The Court finds that Mr. Lewis has failed to sufficiently allege that Chase was a debt collector under the FDCPA and that amendment, which Mr. Lewis has not sought, would be futile. Thus, the Court will dismiss Mr. Lewis' sixth claim for relief against Chase with prejudice.

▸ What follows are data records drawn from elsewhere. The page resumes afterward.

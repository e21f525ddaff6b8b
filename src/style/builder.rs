use super::types::{BorderStyle, StyleSpec};

/// SecondaryColour field value. Only consulted by the renderer for `\k`
/// karaoke fills, which this engine never emits.
const SECONDARY_COLOUR: &str = "&H000000FF";

/// Character encoding field value (1 = default charset).
const ENCODING: u8 = 1;

/// Build one `Style:` definition line in the V4+ field order.
///
/// Every numeric field is written even at its default; a missing field is a
/// format violation for downstream renderers.
pub fn style_line(name: &str, spec: &StyleSpec) -> String {
    // BackColour is what the renderer reads for the shadow with border
    // style 1 and for the box fill with border style 3.
    let back_colour = match spec.border_style {
        BorderStyle::Outline => spec.shadow_color,
        BorderStyle::OpaqueBox => spec.background_color,
    };

    format!(
        "Style: {},{},{},{},{},{},{},{},{},{},{},{},{},{},{},{},{},{},{},{},{},{},{}",
        name,
        spec.font_family,
        spec.font_size,
        spec.primary_color.to_ass(),
        SECONDARY_COLOUR,
        spec.outline_color.to_ass(),
        back_colour.to_ass(),
        flag(spec.bold),
        flag(spec.italic),
        flag(spec.underline),
        flag(spec.strikeout),
        spec.scale_x,
        spec.scale_y,
        spec.letter_spacing,
        spec.rotation,
        spec.border_style.code(),
        spec.outline_width,
        spec.shadow_distance,
        spec.alignment.code(),
        spec.margin_left,
        spec.margin_right,
        spec.margin_vertical,
        ENCODING,
    )
}

fn flag(value: bool) -> u8 {
    if value {
        1
    } else {
        0
    }
}
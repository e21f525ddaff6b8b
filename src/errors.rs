use std::error::Error;
use std::fmt;
use std::io;

/// Enumeration of all possible errors that can occur while rendering subtitles
#[derive(Debug)]
pub enum KarasubError {
    Config(ConfigError),
    Other(io::Error),
}

/// Configuration specific errors: unresolvable style references, invalid
/// grouping sizes, unparsable colors
#[derive(Debug)]
pub struct ConfigError {
    pub message: String,
}

impl ConfigError {
    /// Create a new error with the given message.
    pub fn new(message: impl Into<String>) -> Self {
        Self {
            message: message.into(),
        }
    }
}

impl fmt::Display for KarasubError {
    fn fmt(&self, f: &mut fmt::Formatter<'_>) -> fmt::Result {
        match self {
            KarasubError::Config(err) => write!(f, "Configuration error: {}", err),
            KarasubError::Other(err) => write!(f, "I/O error: {}", err),
        }
    }
}

impl fmt::Display for ConfigError {
    fn fmt(&self, f: &mut fmt::Formatter<'_>) -> fmt::Result {
        write!(f, "{}", self.message)
    }
}

impl Error for KarasubError {}
impl Error for ConfigError {}

// Conversion implementations
impl From<io::Error> for KarasubError {
    fn from(err: io::Error) -> Self {
        KarasubError::Other(err)
    }
}

impl From<ConfigError> for KarasubError {
    fn from(err: ConfigError) -> Self {
        KarasubError::Config(err)
    }
}

// Conversion to io::Error for callers that only speak io
impl From<KarasubError> for io::Error {
    fn from(err: KarasubError) -> Self {
        io::Error::other(err)
    }
}

impl From<ConfigError> for io::Error {
    fn from(err: ConfigError) -> Self {
        io::Error::other(err)
    }
}

// Type alias for Result with KarasubError
pub type KarasubResult<T> = Result<T, KarasubError>;
use super::types::{StyleBlock, SubtitleDocument};
use crate::dialogue::build_unit_events;
use crate::errors::ConfigError;
use crate::grouping::DisplayUnit;
use crate::style::{style_line, StyleCatalog};
use crate::timing::word_intervals;
use log::{debug, info};
use std::collections::BTreeMap;

/// Assemble the final document for a set of display units.
///
/// Emits the default style block (when configured) plus every distinct
/// per-speaker style actually referenced by a unit, then all dialogue events
/// sorted by start time. A unit whose speaker resolves to no style and no
/// default is a configuration error.
pub fn assemble_document(
    units: &[DisplayUnit],
    catalog: &StyleCatalog,
    highlighting_enabled: bool,
) -> Result<SubtitleDocument, ConfigError> {
    let mut speaker_blocks: BTreeMap<String, String> = BTreeMap::new();
    let mut events = Vec::new();

    for unit in units {
        let style = catalog.resolve(unit.speaker())?;

        if style.name != crate::style::DEFAULT_STYLE_NAME {
            speaker_blocks
                .entry(style.name.to_string())
                .or_insert_with(|| style_line(style.name, style.spec));
        }

        let intervals = word_intervals(unit);
        let unit_events = build_unit_events(unit, &intervals, style, highlighting_enabled);
        debug!(
            "Unit [{} - {}] ({} words) -> {} events with style {}",
            unit.start(),
            unit.end(),
            unit.len(),
            unit_events.len(),
            style.name
        );
        events.extend(unit_events);
    }

    // Stable sort keeps each unit's per-word order for equal start times
    events.sort_by(|a, b| a.start.total_cmp(&b.start));

    let mut styles = Vec::with_capacity(1 + speaker_blocks.len());
    if let Some(default) = catalog.default_style() {
        styles.push(StyleBlock {
            name: default.name.to_string(),
            line: style_line(default.name, default.spec),
        });
    }
    styles.extend(
        speaker_blocks
            .into_iter()
            .map(|(name, line)| StyleBlock { name, line }),
    );

    info!(
        "Assembled document: {} style blocks, {} dialogue events from {} units",
        styles.len(),
        events.len(),
        units.len()
    );

    Ok(SubtitleDocument { styles, events })
}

With respect to Mr. Lewis' sixth claim for relief against the Castle defendants, the Recommendation concluded that Mr. Lewis' claims for violation of 12 U.S.C. § 1692e and § 1692f should be dismissed with prejudice and Mr. Lewis' claim for violation of § 1692g be dismissed without prejudice. Docket No. 90 at 25. Mr. Lewis does not object to the Recommendation's conclusion on this point. The Court finds no error with this aspect of the Recommendation.

C. State Law Claims

The Recommendation concluded that Mr. Lewis' remaining state law claims for intentional and negligent misrepresentation and violations of the CFDCPA be dismissed without prejudice for lack of subject matter jurisdiction. Docket No. 90 at 25-26. Where the subject matter jurisdiction was based upon 28 U.S.C. § 1331 and § 1367, the Recommendation found no basis to exercise supplemental jurisdiction over Mr. Lewis' state law claims. Id. Mr. Lewis does not object to this aspect of the Recommendation and his complaint does not allege the existence of diversity jurisdiction under § 1332. In the Tenth Circuit, when "the district court has dismissed all claims over which it has original jurisdiction, " 28 U.S.C. § 1367(c)(3), courts must dismiss pendent state law claims without prejudice "absent compelling reasons to the contrary.'" Brooks v. Gaenzle, 614 F.3d 1213, 1230 (10th Cir. 2010) (quoting Ball v. Renner, 54 F.3d 664, 669 (10th Cir. 1995) (reversing the district court's grant of summary judgment on state law claims); Endris v. Sheridan Cnty. Police Dep't, 415 F.App'x 34, 36 (10th Cir. 2011) ("any state-law claims for assault and battery or mental and emotional injury were inappropriate subjects for the exercise of pendent jurisdiction where all federal claims had been dismissed"). But see Henderson v. Nat'l R.R. Passenger Corp., 412 F.App'x 74, 79 (10th Cir. 2011) (unpublished) (finding no abuse of discretion in trial court's decision to retain jurisdiction over state law claims after plaintiff voluntarily dismissed claims arising under federal law). Thus, where Mr. Lewis' federal law claims have been dismissed, the Court finds no compelling reason to exercise supplemental jurisdiction over Mr. Lewis' state law claims.

II. CONCLUSION

For the foregoing reasons, it is

ORDERED that the Recommendation of Magistrate Judge [Docket No. 90] is ACCEPTED. It is further

ORDERED that Castle's Motion to Dismiss for Failure to State a Claim [Docket No. 31] is GRANTED in part and DENIED in part. It is further

ORDERED that Defendant JPMorgan Chase Bank, N.A.'s Motion to Dismiss Complaint for Damages, Injunctive Relief and Jury Demand Pursuant to Fed.R.Civ.P. 12(b)(6) (Docket No. 1) [Docket No. 60] is GRANTED in part and DENIED in part. It is further

ORDERED that plaintiff's second and fourth claims for relief are DISMISSED with prejudice. It is further

ORDERED that plaintiff's fifth claim for relief for violation of the FDCPA is DISMISSED with prejudice. It is further

ORDERED that plaintiff's sixth claim for relief for violation of the FDCPA by defendant Chase is DISMISSED with prejudice. It is further

ORDERED that plaintiff's sixth claim for relief for violation of § 1692e and § 1692f of the FDCPA against the Castle defendants is DISMISSED with prejudice. It is further

ORDERED that plaintiff's sixth claim for relief for violation of § 1692g of the FDCPA against the Castle defendants is DISMISSED without prejudice. It is further

ORDERED that plaintiff's state law claims are DISMISSED without prejudice. It is further

ORDERED that this case is dismissed in its entirety.